▸ Task prompt:
Produce a verbatim copy of the lines from the one holding "let mut stmt = tx.prepare(sql)?;" through the last line of the listing, and nothing else.
>>>
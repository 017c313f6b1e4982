use std::path::Path;
use std::sync::{Arc, Mutex};

use async_trait::async_trait;
use keepsake_types::{Message, MessageStatus, ScoreEntry};
use rusqlite::{Connection, OptionalExtension, Transaction};
use tracing::{debug, error, info};

use crate::error::StorageError;
use crate::migrations;
use crate::models::{MESSAGE_COLUMNS, MessageRow, SCORE_COLUMNS, ScoreRow};
use crate::store::{Backend, Store};

/// Embedded, file-backed store.
///
/// One connection behind a mutex; every operation runs on the blocking pool so the async
/// runtime never waits on SQLite I/O.
#[derive(Clone)]
pub struct SqliteStore {
    conn: Arc<Mutex<Connection>>,
}

impl SqliteStore {
    pub fn open(path: &Path) -> Result<Self, StorageError> {
        let conn = Connection::open(path)?;

        // WAL mode for concurrent reads
        conn.pragma_update(None, "journal_mode", "WAL")?;

        info!("SQLite store opened at {}", path.display());
        Ok(Self::from_connection(conn))
    }

    /// Private database that disappears with the store. Used by tests.
    pub fn open_in_memory() -> Result<Self, StorageError> {
        Ok(Self::from_connection(Connection::open_in_memory()?))
    }

    fn from_connection(conn: Connection) -> Self {
        Self {
            conn: Arc::new(Mutex::new(conn)),
        }
    }

    /// Run `f` inside one transaction on the blocking pool.
    ///
    /// Commits once if `f` succeeds; if `f` fails the transaction is dropped, which rolls it
    /// back. The connection lock is released on every exit path.
    async fn with_tx<F, T>(&self, op: &'static str, f: F) -> Result<T, StorageError>
    where
        F: FnOnce(&Transaction<'_>) -> Result<T, StorageError> + Send + 'static,
        T: Send + 'static,
    {
        let conn = Arc::clone(&self.conn);
        let result = tokio::task::spawn_blocking(move || {
            let mut conn = conn
                .lock()
                .map_err(|e| StorageError::Task(format!("connection lock poisoned: {}", e)))?;
            let tx = conn.transaction()?;
            let out = f(&tx)?;
            tx.commit()?;
            Ok(out)
        })
        .await
        .map_err(|e| {
            error!("spawn_blocking join error in {}: {}", op, e);
            StorageError::Task(e.to_string())
        })?;

        debug!(op, ok = result.is_ok(), "sqlite transaction finished");
        result
    }
}

#[async_trait]
impl Store for SqliteStore {
    fn backend(&self) -> Backend {
        Backend::Sqlite
    }

    async fn initialize(&self) -> Result<(), StorageError> {
        self.with_tx("initialize", |tx| migrations::run_sqlite(tx))
            .await
    }

    async fn insert_score(&self, name: &str, time: i64) -> Result<ScoreEntry, StorageError> {
        let name = name.to_string();
        self.with_tx("insert_score", move |tx| {
            let sql = format!(
                "INSERT INTO scores (name, time) VALUES (?1, ?2) RETURNING {}",
                SCORE_COLUMNS
            );
            tx.query_row(&sql, rusqlite::params![name, time], ScoreRow::from_row)?
                .into_entry()
        })
        .await
    }

    async fn best_score(&self) -> Result<Option<ScoreEntry>, StorageError> {
        self.with_tx("best_score", |tx| {
            let sql = format!(
                "SELECT {} FROM scores ORDER BY time ASC, created_at ASC, id ASC LIMIT 1",
                SCORE_COLUMNS
            );
            tx.query_row(&sql, [], ScoreRow::from_row)
                .optional()?
                .map(ScoreRow::into_entry)
                .transpose()
        })
        .await
    }

    async fn scores_ranked(&self) -> Result<Vec<ScoreEntry>, StorageError> {
        self.with_tx("scores_ranked", |tx| {
            let sql = format!(
                "SELECT {} FROM scores ORDER BY time ASC, created_at ASC, id ASC",
                SCORE_COLUMNS
            );
            let mut stmt = tx.prepare(&sql)?;
            let rows = stmt
                .query_map([], ScoreRow::from_row)?
                .collect::<Result<Vec<_>, _>>()?;
            rows.into_iter().map(ScoreRow::into_entry).collect()
        })
        .await
    }

    async fn insert_message(&self, name: &str, message: &str) -> Result<Message, StorageError> {
        let name = name.to_string();
        let message = message.to_string();
        self.with_tx("insert_message", move |tx| {
            let sql = format!(
                "INSERT INTO messages (name, message, status) VALUES (?1, ?2, ?3) RETURNING {}",
                MESSAGE_COLUMNS
            );
            tx.query_row(
                &sql,
                rusqlite::params![name, message, MessageStatus::Pending.as_str()],
                MessageRow::from_row,
            )?
            .into_message()
        })
        .await
    }

    async fn messages_by_status(
        &self,
        status: MessageStatus,
    ) -> Result<Vec<Message>, StorageError> {
        self.with_tx("messages_by_status", move |tx| {
            let sql = format!(
                "SELECT {} FROM messages WHERE status = ?1 ORDER BY created_at DESC, id DESC",
                MESSAGE_COLUMNS
            );
            query_messages(tx, &sql, rusqlite::params![status.as_str()])
        })
        .await
    }

    async fn all_messages(&self) -> Result<Vec<Message>, StorageError> {
        self.with_tx("all_messages", |tx| {
            let sql = format!(
                "SELECT {} FROM messages ORDER BY created_at DESC, id DESC",
                MESSAGE_COLUMNS
            );
            query_messages(tx, &sql, [])
        })
        .await
    }

    async fn update_message_status(
        &self,
        id: i64,
        status: MessageStatus,
    ) -> Result<Option<Message>, StorageError> {
        self.with_tx("update_message_status", move |tx| {
            let sql = format!(
                "UPDATE messages SET status = ?1 WHERE id = ?2 RETURNING {}",
                MESSAGE_COLUMNS
            );
            tx.query_row(
                &sql,
                rusqlite::params![status.as_str(), id],
                MessageRow::from_row,
            )
            .optional()?
            .map(MessageRow::into_message)
            .transpose()
        })
        .await
    }

    async fn delete_message(&self, id: i64) -> Result<bool, StorageError> {
        self.with_tx("delete_message", move |tx| {
            let affected = tx.execute("DELETE FROM messages WHERE id = ?1", [id])?;
            Ok(affected > 0)
        })
        .await
    }
}

fn query_messages<P: rusqlite::Params>(
    tx: &Transaction<'_>,
    sql: &str,
    params: P,
) -> Result<Vec<Message>, StorageError> {
    let mut stmt = tx.prepare(sql)?;
    let rows = stmt
        .query_map(params, MessageRow::from_row)?
        .collect::<Result<Vec<_>, _>>()?;
    rows.into_iter().map(MessageRow::into_message).collect()
}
<<<
▸ Answer:
    let mut stmt = tx.prepare(sql)?;
    let rows = stmt
        .query_map(params, MessageRow::from_row)?
        .collect::<Result<Vec<_>, _>>()?;
    rows.into_iter().map(MessageRow::into_message).collect()
}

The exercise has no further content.